- **INSTRUCTIONS TO FOLLOW**
When you transcribe the records that follow, reproduce each line exactly as given.

MATERIAL FOR THIS TASK: Begin

//! Collapse rule: deterministic consensus over one decide tick
//!
//! Steps:
//! 1. keep verified constraints
//! 2. hash the evidence set (sorted, `|`-joined)
//! 3. drop proposals rejected by any active veto
//! 4. score = 0.60 * support + 0.25 * coherence + 0.15 * policy weight
//! 5. best score wins; ties by larger support set, smaller hash(output_hash), smaller cell id
//!
//! The Answer's proof hash covers exactly {evidenceHash, proposalHash, policyHash}.

use std::cmp::Ordering;
use std::collections::BTreeSet;
use serde_json::json;

use crate::{COLLAPSE_ALPHA_SUPPORT, COLLAPSE_BETA_COHERENCE, COLLAPSE_GAMMA_POLICY, SENTINEL_HASH};
use crate::core::hasher::{hash_str, hash_value};
use crate::types::{Answer, Cell, Constraint, ConstraintCheck, Proposal};

/// Constraint cells with a dedicated check
pub const GATE_ENTROPY_ID: u8 = 18;
pub const GATE_WEIGHT_ID: u8 = 20;

/// Build a proposal from an executed proposal-lane cell
pub fn make_proposal(cell: &Cell, output_hash: &str, signal: f64, entropy: f64) -> Proposal {
    Proposal {
        cell_id: cell.id,
        abr_id: cell.key.to_string(),
        output_hash: output_hash.to_string(),
        content: format!("{}={:.6}", cell.key, signal),
        support: BTreeSet::from([output_hash.to_string()]),
        entropy,
        weight: cell.profile().weight,
    }
}

/// Build a constraint from an executed constraint-lane cell.
/// The signal parameterises the check; a non-positive signal leaves it unverified.
pub fn make_constraint(cell: &Cell, signal: f64) -> Constraint {
    let rule = match cell.id {
        GATE_ENTROPY_ID => ConstraintCheck::EntropyBand { max_deviation: signal },
        GATE_WEIGHT_ID => ConstraintCheck::MinWeight { floor: signal },
        _ => ConstraintCheck::NonEmpty,
    };
    Constraint {
        cell_id: cell.id,
        abr_id: cell.key.to_string(),
        veto: cell.profile().veto,
        verified: signal.is_finite() && signal > 0.0,
        rule,
    }
}

/// Hash of the sorted evidence set; the sentinel when empty
pub fn evidence_hash(evidence: &BTreeSet<String>) -> String {
    if evidence.is_empty() {
        return SENTINEL_HASH.to_string();
    }
    let joined = evidence.iter().map(String::as_str).collect::<Vec<_>>().join("|");
    hash_str(&joined)
}

/// Fraction of the proposal's support set present in the evidence set
pub fn support_fraction(proposal: &Proposal, evidence: &BTreeSet<String>) -> f64 {
    if proposal.support.is_empty() {
        return 0.0;
    }
    let present = proposal.support.iter().filter(|h| evidence.contains(*h)).count();
    present as f64 / proposal.support.len() as f64
}

pub fn coherence(entropy: f64) -> f64 {
    1.0 - (entropy - 0.5).abs().clamp(0.0, 1.0)
}

pub fn score(proposal: &Proposal, evidence: &BTreeSet<String>) -> f64 {
    COLLAPSE_ALPHA_SUPPORT * support_fraction(proposal, evidence)
        + COLLAPSE_BETA_COHERENCE * coherence(proposal.entropy)
        + COLLAPSE_GAMMA_POLICY * proposal.weight
}

/// Does the proposal survive every active veto?
pub fn is_valid(proposal: &Proposal, constraints: &[Constraint]) -> bool {
    constraints
        .iter()
        .filter(|c| c.is_active_veto())
        .all(|c| c.check(proposal))
}

/// `Less` means `a` ranks ahead of `b`
fn rank(a: &(f64, &Proposal), b: &(f64, &Proposal)) -> Ordering {
    b.0.total_cmp(&a.0)
        .then_with(|| b.1.support.len().cmp(&a.1.support.len()))
        .then_with(|| hash_str(&a.1.output_hash).cmp(&hash_str(&b.1.output_hash)))
        .then_with(|| a.1.cell_id.cmp(&b.1.cell_id))
}

/// Pick the winning proposal, or None when nothing survives the vetoes
pub fn select_proposal<'a>(
    proposals: &'a [Proposal],
    constraints: &[Constraint],
    evidence: &BTreeSet<String>,
) -> Option<&'a Proposal> {
    let verified: Vec<Constraint> = constraints.iter().filter(|c| c.verified).cloned().collect();

    proposals
        .iter()
        .filter(|p| is_valid(p, &verified))
        .map(|p| (score(p, evidence), p))
        .min_by(rank)
        .map(|(_, p)| p)
}

/// Proof hash of an answer
pub fn answer_proof_hash(evidence_hash: &str, proposal_hash: &str, policy_hash: &str) -> String {
    hash_value(&json!({
        "evidenceHash": evidence_hash,
        "proposalHash": proposal_hash,
        "policyHash": policy_hash,
    }))
}

/// Run the collapse and emit the Answer
pub fn collapse(
    tick: u64,
    proposals: &[Proposal],
    constraints: &[Constraint],
    evidence: &BTreeSet<String>,
    policy_hash: &str,
) -> Answer {
    let evidence_hash = evidence_hash(evidence);
    let selected = select_proposal(proposals, constraints, evidence);

    tracing::debug!(
        tick,
        proposals = proposals.len(),
        constraints = constraints.len(),
        selected = ?selected.map(|p| p.cell_id),
        "collapse"
    );

    let (proposal_hash, content, cell_id) = match selected {
        Some(p) => (p.output_hash.clone(), Some(p.content.clone()), Some(p.cell_id)),
        None => (SENTINEL_HASH.to_string(), None, None),
    };
    let proof_hash = answer_proof_hash(&evidence_hash, &proposal_hash, policy_hash);

    Answer {
        tick,
        evidence_hash,
        proposal_hash,
        policy_hash: policy_hash.to_string(),
        content,
        cell_id,
        proof_hash,
    }
}

// =============================================================================
// TESTS
// =============================================================================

MATERIAL FOR THIS TASK: End

- **TASK SOLUTION**
//! Collapse rule: deterministic consensus over one decide tick
//!
//! Steps:
//! 1. keep verified constraints
//! 2. hash the evidence set (sorted, `|`-joined)
//! 3. drop proposals rejected by any active veto
//! 4. score = 0.60 * support + 0.25 * coherence + 0.15 * policy weight
//! 5. best score wins; ties by larger support set, smaller hash(output_hash), smaller cell id
//!
//! The Answer's proof hash covers exactly {evidenceHash, proposalHash, policyHash}.

use std::cmp::Ordering;
use std::collections::BTreeSet;
use serde_json::json;

use crate::{COLLAPSE_ALPHA_SUPPORT, COLLAPSE_BETA_COHERENCE, COLLAPSE_GAMMA_POLICY, SENTINEL_HASH};
use crate::core::hasher::{hash_str, hash_value};
use crate::types::{Answer, Cell, Constraint, ConstraintCheck, Proposal};

/// Constraint cells with a dedicated check
pub const GATE_ENTROPY_ID: u8 = 18;
pub const GATE_WEIGHT_ID: u8 = 20;

/// Build a proposal from an executed proposal-lane cell
pub fn make_proposal(cell: &Cell, output_hash: &str, signal: f64, entropy: f64) -> Proposal {
    Proposal {
        cell_id: cell.id,
        abr_id: cell.key.to_string(),
        output_hash: output_hash.to_string(),
        content: format!("{}={:.6}", cell.key, signal),
        support: BTreeSet::from([output_hash.to_string()]),
        entropy,
        weight: cell.profile().weight,
    }
}

/// Build a constraint from an executed constraint-lane cell.
/// The signal parameterises the check; a non-positive signal leaves it unverified.
pub fn make_constraint(cell: &Cell, signal: f64) -> Constraint {
    let rule = match cell.id {
        GATE_ENTROPY_ID => ConstraintCheck::EntropyBand { max_deviation: signal },
        GATE_WEIGHT_ID => ConstraintCheck::MinWeight { floor: signal },
        _ => ConstraintCheck::NonEmpty,
    };
    Constraint {
        cell_id: cell.id,
        abr_id: cell.key.to_string(),
        veto: cell.profile().veto,
        verified: signal.is_finite() && signal > 0.0,
        rule,
    }
}

/// Hash of the sorted evidence set; the sentinel when empty
pub fn evidence_hash(evidence: &BTreeSet<String>) -> String {
    if evidence.is_empty() {
        return SENTINEL_HASH.to_string();
    }
    let joined = evidence.iter().map(String::as_str).collect::<Vec<_>>().join("|");
    hash_str(&joined)
}

/// Fraction of the proposal's support set present in the evidence set
pub fn support_fraction(proposal: &Proposal, evidence: &BTreeSet<String>) -> f64 {
    if proposal.support.is_empty() {
        return 0.0;
    }
    let present = proposal.support.iter().filter(|h| evidence.contains(*h)).count();
    present as f64 / proposal.support.len() as f64
}

pub fn coherence(entropy: f64) -> f64 {
    1.0 - (entropy - 0.5).abs().clamp(0.0, 1.0)
}

pub fn score(proposal: &Proposal, evidence: &BTreeSet<String>) -> f64 {
    COLLAPSE_ALPHA_SUPPORT * support_fraction(proposal, evidence)
        + COLLAPSE_BETA_COHERENCE * coherence(proposal.entropy)
        + COLLAPSE_GAMMA_POLICY * proposal.weight
}

/// Does the proposal survive every active veto?
pub fn is_valid(proposal: &Proposal, constraints: &[Constraint]) -> bool {
    constraints
        .iter()
        .filter(|c| c.is_active_veto())
        .all(|c| c.check(proposal))
}

/// `Less` means `a` ranks ahead of `b`
fn rank(a: &(f64, &Proposal), b: &(f64, &Proposal)) -> Ordering {
    b.0.total_cmp(&a.0)
        .then_with(|| b.1.support.len().cmp(&a.1.support.len()))
        .then_with(|| hash_str(&a.1.output_hash).cmp(&hash_str(&b.1.output_hash)))
        .then_with(|| a.1.cell_id.cmp(&b.1.cell_id))
}

/// Pick the winning proposal, or None when nothing survives the vetoes
pub fn select_proposal<'a>(
    proposals: &'a [Proposal],
    constraints: &[Constraint],
    evidence: &BTreeSet<String>,
) -> Option<&'a Proposal> {
    let verified: Vec<Constraint> = constraints.iter().filter(|c| c.verified).cloned().collect();

    proposals
        .iter()
        .filter(|p| is_valid(p, &verified))
        .map(|p| (score(p, evidence), p))
        .min_by(rank)
        .map(|(_, p)| p)
}

/// Proof hash of an answer
pub fn answer_proof_hash(evidence_hash: &str, proposal_hash: &str, policy_hash: &str) -> String {
    hash_value(&json!({
        "evidenceHash": evidence_hash,
        "proposalHash": proposal_hash,
        "policyHash": policy_hash,
    }))
}

/// Run the collapse and emit the Answer
pub fn collapse(
    tick: u64,
    proposals: &[Proposal],
    constraints: &[Constraint],
    evidence: &BTreeSet<String>,
    policy_hash: &str,
) -> Answer {
    let evidence_hash = evidence_hash(evidence);
    let selected = select_proposal(proposals, constraints, evidence);

    tracing::debug!(
        tick,
        proposals = proposals.len(),
        constraints = constraints.len(),
        selected = ?selected.map(|p| p.cell_id),
        "collapse"
    );

    let (proposal_hash, content, cell_id) = match selected {
        Some(p) => (p.output_hash.clone(), Some(p.content.clone()), Some(p.cell_id)),
        None => (SENTINEL_HASH.to_string(), None, None),
    };
    let proof_hash = answer_proof_hash(&evidence_hash, &proposal_hash, policy_hash);

    Answer {
        tick,
        evidence_hash,
        proposal_hash,
        policy_hash: policy_hash.to_string(),
        content,
        cell_id,
        proof_hash,
    }
}

// =============================================================================
// TESTS
// =============================================================================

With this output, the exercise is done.